SSIS data management fundamentals
Loading data into a warehouse for use in business intelligence often involves loading data from multiple dissimilar sources. Many times the easiest way to consistently manage the data involves doing extracts from the source systems into a simple text format such as comma delimited. Even legacy systems have some form of reporting engines that allow for text file output, and in dealing with more current database types there are mechanisms such as BCP to allow for dumping output to a text file. A few more reason for using flat files – it allows for a snapshot in time that is replicable, it allows for a single output from a source system to easily be imported into multiple different warehouses, and allows for the imported data to easily be broken into manageable chunks by managing the text files.
SSIS has many features to simplify working with data files. It allows you to create Control Flows which sequence tasks involved in importing data, allowing for decisioning based on your criteria, as well as robust options for error management. It also allows you to easily perform common transformations, set checkpoints to define restart points and view intermediate results by using debug windows and visualizers. Microsoft has given easy visual designers for creating this flow within SSIS, making it easy and straightforward.

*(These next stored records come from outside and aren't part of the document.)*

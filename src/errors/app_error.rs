use ingest_core::GraphCoreError;
use ingest_persistence::PersistenceError;
use ingest_snyk::ConfigError;
use thiserror::Error;

/// Errors surfaced by the ingestion binary.
#[derive(Debug, Error)]
pub enum AppError {
    #[error("configuration error: {0}")]
    Config(#[from] ConfigError),
    #[error("invalid value for {name}: {value:?}")]
    InvalidEnv { name: &'static str, value: String },
    #[error("ingestion error: {0}")]
    Core(#[from] GraphCoreError),
    #[error("persistence error: {0}")]
    Persistence(#[from] PersistenceError),
}

#[cfg(test)]
mod tests {
    use super::*;

    #[test]
    fn wraps_crate_errors() {
        let err: AppError = ConfigError::Missing("apiKey").into();
        assert_eq!(err.to_string(), "configuration error: missing required config field: apiKey");
        let err: AppError = GraphCoreError::Cancelled.into();
        assert!(err.to_string().starts_with("ingestion error:"));
    }
}
//! Error types for raster tile services.

use thiserror::Error;

/// Result type alias using RasterError.
pub type RasterResult<T> = Result<T, RasterError>;

/// Primary error type for tile loading and layer setup.
#[derive(Debug, Error)]
pub enum RasterError {
    // === Tile Load Errors ===
    #[error("Tile fetch failed: {0}")]
    Fetch(String),

    #[error("Raster decode failed: {0}")]
    Decode(String),

    #[error("Malformed grid: {0}")]
    MalformedGrid(String),

    // === Configuration Errors ===
    #[error("Invalid color scale configuration: {0}")]
    ConfigValidation(String),

    #[error("Layer not found: {0}")]
    LayerNotFound(String),

    #[error("Invalid parameter value for '{param}': {message}")]
    InvalidParameter { param: String, message: String },

    // === Infrastructure Errors ===
    #[error("IO error: {0}")]
    Io(String),

    #[error("Internal error: {0}")]
    Internal(String),
}

impl RasterError {
    /// Short, stable label used for metrics and structured logs.
    pub fn kind(&self) -> &'static str {
        match self {
            RasterError::Fetch(_) => "fetch",
            RasterError::Decode(_) => "decode",
            RasterError::MalformedGrid(_) => "malformed_grid",
            RasterError::ConfigValidation(_) => "config_validation",
            RasterError::LayerNotFound(_) => "layer_not_found",
            RasterError::InvalidParameter { .. } => "invalid_parameter",
            RasterError::Io(_) => "io",
            RasterError::Internal(_) => "internal",
        }
    }

    /// Get the HTTP status code for this error.
    pub fn http_status_code(&self) -> u16 {
        match self {
            RasterError::InvalidParameter { .. } => 400,
            RasterError::LayerNotFound(_) => 404,
            RasterError::Fetch(_) => 502,
            _ => 500,
        }
    }
}

impl From<std::io::Error> for RasterError {
    fn from(err: std::io::Error) -> Self {
        RasterError::Io(err.to_string())
    }
}

impl From<serde_json::Error> for RasterError {
    fn from(err: serde_json::Error) -> Self {
        RasterError::ConfigValidation(format!("JSON error: {}", err))
    }
}

impl From<serde_yaml::Error> for RasterError {
    fn from(err: serde_yaml::Error) -> Self {
        RasterError::ConfigValidation(format!("YAML error: {}", err))
    }
}

#[cfg(test)]
mod tests {
    use super::*;

    #[test]
    fn test_status_codes() {
        assert_eq!(RasterError::LayerNotFound("x".into()).http_status_code(), 404);
        assert_eq!(RasterError::Fetch("timeout".into()).http_status_code(), 502);
        assert_eq!(RasterError::Decode("bad".into()).http_status_code(), 500);
        assert_eq!(
            RasterError::InvalidParameter {
                param: "zoom".into(),
                message: "too deep".into()
            }
            .http_status_code(),
            400
        );
    }

    #[test]
    fn test_kind_labels() {
        assert_eq!(RasterError::MalformedGrid("ragged".into()).kind(), "malformed_grid");
        assert_eq!(RasterError::ConfigValidation("x".into()).kind(), "config_validation");
    }
}
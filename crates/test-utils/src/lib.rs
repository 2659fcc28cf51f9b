//! Shared test utilities for the raster-tiles workspace.
//!
//! This crate provides common testing infrastructure including:
//! - Sample grid generators
//! - Layer and color scale fixtures
//! - In-memory GeoTIFF encoding for decoder and pipeline tests
//!
//! # Usage
//!
//! ```toml
//! [dev-dependencies]
//! test-utils = { path = "../test-utils" }
//! ```

pub mod fixtures;
pub mod generators;

// Re-export commonly used items at the crate root
pub use fixtures::*;
pub use generators::*;

/// Macro for approximate floating-point equality assertions.
///
/// # Usage
///
/// ```ignore
/// use test_utils::assert_approx_eq;
///
/// assert_approx_eq!(1.0001_f64, 1.0_f64, 0.001_f64); // passes
/// assert_approx_eq!(1.1_f32, 1.0_f32, 0.001_f32);    // fails
/// ```
#[macro_export]
macro_rules! assert_approx_eq {
    ($left:expr, $right:expr, $epsilon:expr) => {{
        let left: f64 = $left as f64;
        let right: f64 = $right as f64;
        let epsilon: f64 = $epsilon as f64;
        let diff = (left - right).abs();
        if diff > epsilon {
            panic!(
                "assertion failed: `(left ≈ right)`\n  left: `{:?}`,\n right: `{:?}`,\n  diff: `{:?}` > epsilon `{:?}`",
                left, right, diff, epsilon
            );
        }
    }};
}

Our example for this week is based on a codeplex project which leverages the AdventureworksDW database. The original project is available at http://www.codeplex.com/MSFTISProdSamples/Wiki/View.aspx?title=SS2008%21Lookup%20Transformation%20Sample&referringTitle=Home . The primary modifications to the project are to add more error management, and show some debugging examples.
This project uses a Lookup transformation based on a cached datatable that is also read from a file. In this particular instance it is done to provide for a structured Time dimension in a reference table including days of the week and names of the month in multiple languages, the ability to separate calendar quarter from fiscal quarter, etc. The same idea can be used to do a transformation of any business key to a dimension key such as with a CustomerID or ProductID.

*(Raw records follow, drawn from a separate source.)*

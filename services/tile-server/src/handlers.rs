//! HTTP request handlers.

use axum::{
    extract::{Extension, Path, Query},
    http::{header, StatusCode},
    response::{IntoResponse, Response},
    Json,
};
use metrics::gauge;
use raster_common::{Coordinate, RasterError, TileCoord};
use renderer::png;
use serde::{Deserialize, Serialize};
use std::sync::atomic::Ordering;
use std::sync::Arc;
use tracing::{error, instrument};

use crate::state::AppState;

/// JSON error body with the status from the error's HTTP mapping.
pub fn error_response(err: &RasterError) -> Response {
    let status =
        StatusCode::from_u16(err.http_status_code()).unwrap_or(StatusCode::INTERNAL_SERVER_ERROR);
    let body = serde_json::json!({
        "error": err.to_string(),
        "kind": err.kind(),
    });
    (status, Json(body)).into_response()
}

fn png_response(bytes: Vec<u8>) -> Response {
    (
        StatusCode::OK,
        [
            (header::CONTENT_TYPE, "image/png"),
            (header::CACHE_CONTROL, "public, max-age=3600"),
        ],
        bytes,
    )
        .into_response()
}

/// Transparent tile served in place of one that failed to load.
fn blank_response(tile_size: u32) -> Response {
    match png::blank_tile(tile_size as usize) {
        Ok(bytes) => (
            StatusCode::OK,
            [
                (header::CONTENT_TYPE, "image/png"),
                (header::CACHE_CONTROL, "no-store"),
            ],
            bytes,
        )
            .into_response(),
        Err(e) => error_response(&e),
    }
}

/// `GET /tiles/:layer/:z/:x/:y` where `y` may carry a `.png` suffix.
#[instrument(skip(state))]
pub async fn tile_handler(
    Extension(state): Extension<Arc<AppState>>,
    Path((layer, z, x, y)): Path<(String, u32, u32, String)>,
) -> Response {
    let y_str = y.strip_suffix(".png").unwrap_or(&y);
    let y: u32 = match y_str.parse() {
        Ok(v) => v,
        Err(_) => {
            return error_response(&RasterError::InvalidParameter {
                param: "y".to_string(),
                message: format!("'{}' is not a tile row", y_str),
            })
        }
    };

    let source = match state.source(&layer) {
        Ok(source) => source,
        Err(e) => return error_response(&e),
    };

    if !source.layer().accepts_zoom(z) {
        return error_response(&RasterError::InvalidParameter {
            param: "z".to_string(),
            message: format!("zoom {} exceeds the layer's maximum", z),
        });
    }

    let coord = TileCoord::new(z, x, y);
    match source.load_tile(coord).await {
        Ok(bytes) => png_response(bytes),
        Err(e @ RasterError::InvalidParameter { .. }) => error_response(&e),
        Err(_) => blank_response(source.tile_size()),
    }
}

#[derive(Debug, Deserialize)]
pub struct ValueParams {
    /// Web Mercator easting
    pub x: Option<f64>,
    /// Web Mercator northing
    pub y: Option<f64>,
    pub lon: Option<f64>,
    pub lat: Option<f64>,
    pub zoom: f64,
}

impl ValueParams {
    fn coordinate(&self) -> Result<Coordinate, RasterError> {
        match (self.x, self.y, self.lon, self.lat) {
            (Some(x), Some(y), _, _) => Ok(Coordinate::new(x, y)),
            (_, _, Some(lon), Some(lat)) => Ok(Coordinate::from_lon_lat(lon, lat)),
            _ => Err(RasterError::InvalidParameter {
                param: "coordinate".to_string(),
                message: "provide either x and y or lon and lat".to_string(),
            }),
        }
    }
}

#[derive(Debug, Serialize, Deserialize)]
pub struct ValueResponse {
    pub layer: String,
    pub value: f64,
    pub no_data: bool,
}

/// `GET /value/:layer?x=&y=&zoom=` (or `lon`/`lat` in place of `x`/`y`).
#[instrument(skip(state))]
pub async fn value_handler(
    Extension(state): Extension<Arc<AppState>>,
    Path(layer): Path<String>,
    Query(params): Query<ValueParams>,
) -> Response {
    let source = match state.source(&layer) {
        Ok(source) => source,
        Err(e) => return error_response(&e),
    };
    let coord = match params.coordinate() {
        Ok(coord) => coord,
        Err(e) => return error_response(&e),
    };
    if !params.zoom.is_finite() {
        return error_response(&RasterError::InvalidParameter {
            param: "zoom".to_string(),
            message: "zoom must be a finite number".to_string(),
        });
    }

    let value = source.value_at(coord, params.zoom).await;
    Json(ValueResponse {
        layer,
        value,
        no_data: value == source.no_data(),
    })
    .into_response()
}

#[derive(Debug, Serialize)]
#[serde(rename_all = "camelCase")]
pub struct LayerSummary {
    pub id: String,
    pub attributions: String,
    #[serde(skip_serializing_if = "Option::is_none")]
    pub group: Option<String>,
    #[serde(skip_serializing_if = "Option::is_none")]
    pub desc: Option<String>,
    pub tile_url: String,
    pub tile_size: u32,
    pub no_data: f64,
    pub discrete_legend: bool,
    pub max_zoom: Option<u32>,
    pub opacity: Option<f64>,
    pub z_index: Option<i32>,
}

/// `GET /layers`
pub async fn layers_handler(Extension(state): Extension<Arc<AppState>>) -> impl IntoResponse {
    let layers: Vec<LayerSummary> = state
        .sources()
        .map(|source| {
            let layer = source.layer();
            let display = &layer.options.display;
            LayerSummary {
                id: layer.id.to_string(),
                attributions: layer.attributions.clone(),
                group: layer.group.clone(),
                desc: layer.desc.clone(),
                tile_url: format!("/tiles/{}/{{z}}/{{x}}/{{y}}.png", layer.id),
                tile_size: source.tile_size(),
                no_data: source.no_data(),
                discrete_legend: layer.options.color.discrete_legend,
                max_zoom: display.max_zoom,
                opacity: display.opacity,
                z_index: display.z_index,
            }
        })
        .collect();

    Json(serde_json::json!({ "layers": layers }))
}

pub async fn health_handler() -> impl IntoResponse {
    (StatusCode::OK, "OK")
}

/// `GET /metrics` in Prometheus text format.
pub async fn metrics_handler(Extension(state): Extension<Arc<AppState>>) -> Response {
    for source in state.sources() {
        let stats = source.cache().stats();
        let layer = source.id().to_string();
        gauge!("value_cache_hits_total", "layer" => layer.clone())
            .set(stats.hits.load(Ordering::Relaxed) as f64);
        gauge!("value_cache_misses_total", "layer" => layer.clone())
            .set(stats.misses.load(Ordering::Relaxed) as f64);
        gauge!("value_cache_hit_rate_percent", "layer" => layer.clone()).set(stats.hit_rate());
        gauge!("value_cache_evictions_total", "layer" => layer.clone())
            .set(stats.evictions.load(Ordering::Relaxed) as f64);
        gauge!("value_cache_entries", "layer" => layer.clone())
            .set(stats.entry_count.load(Ordering::Relaxed) as f64);
        gauge!("value_cache_size_bytes", "layer" => layer)
            .set(stats.size_bytes.load(Ordering::Relaxed) as f64);
    }

    match &state.prometheus {
        Some(handle) => (
            StatusCode::OK,
            [(header::CONTENT_TYPE, "text/plain; version=0.0.4")],
            handle.render(),
        )
            .into_response(),
        None => {
            error!("Metrics requested but no Prometheus recorder is installed");
            (StatusCode::SERVICE_UNAVAILABLE, "metrics recorder not installed").into_response()
        }
    }
}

There are two primary pieces in the control flow, loading the reference table and then loading the fact table itself.
Each control flow task has its own data flow set of tasks. The control flow and data flow tasks execute in order as defined by the lines and arrows joining them, with green arrows showing the path taken for a success and red arrows for error conditions.
The data flow for the Load Lookup Cache task is as follows
It is made up of 3 components which execute in order. The flat file source is a Data Flow Source, which could also be an ADO.NET, Excel, OLEDB or XML source. Depending on the specific type of data source, different properties are available to set the connection string, query, etc.
The Derived Column is a transformation used to create columns for reference purposes that have their own ids. In this particular case it is used to create columns for the calendar quarter as shown below
And finally the Cache Transform writes data from the connected data source and writes it to a cache for later use by a Lookup Transform. The Cache Transform allows you to select which columns to insert in the cache, as well as giving you the opportunity to map them to other column names if your destination data set has different names.
As this is the last data flow task it completes the Load Lookup Cache control flow task, and control would be passed on to the Load Fact Table task. In this task, the flat file is loaded, the previously cached Date dimension table is referenced to determine what date key to use when inserting the fact table data into the warehouse, and various destinations for the data row based on the result of the lookup.
The FactBudget source is a flat file datasource, similar to what was used to load the cache. The Lookup DimTime using CCM task is a lookup transformation. In a lookup transformation, the two most important areas you will deal with are the Columns section, and Error Output. In the columns pane of the editor, you are able to select how columns in you incoming data stream are matched to your lookup table,
So for this case the TimeKey is matched from the inbound data stream to the previously loaded Date dimension’s TimeKey, and is inserted into the data warehouse with CalendarQtrID, CalendarQtrName and EnglishMonthName added.
The Error Output pane allows you to set what happens when a row in the input data stream either throws a general error, or has a truncation error.
As you can see in the overview picture of the data flow for the Load Fact Table control task, each of the possible data flows (Lookup Match, Lookup No Match, Lookup Error) enter their own Row Count data flow task. These allow for a count of records that follow each of the individual paths.
On the Lookup Match flow, the data in this case flows out to another flat text file, however it could just as easily be going into the data warehouse directly. On the Lookup No Match and the Lookup Error we have added Data Viewers which allow for simple visualization of the rows going down that flow path. When the package is run, you can view the data in the visualizer.
The above snapshot is taken while the debugger is operating, and pauses the operation of the SSIS package. The color of the tasks designates their state – yellow is processing, white is not yet processed, green would be complete, and red would be failed.
Note that the Error Output flow is green – that is due to the fact that it is handled errors. A task would be red at runtime only if it was unable to complete. In this particular example, one of the destination files already being open for write and locked by another program would cause that destination task to fail and end up red.
So at this point what we have is our initial factBudget flat text file transformed from using its business date key to using the date dimension’s key instead, and rewritten to a new flat file for import into the data warehouse. We also have separate flat files for rows that were in the original fact table text file that had no matching rows in the date dimension lookup table, and the other errors which may range from null values in columns or data conversion or other errors. This allows for the clean records to easily be imported into the data warehouse while giving the ability to separately work with the failed rows to correct whatever their issues are.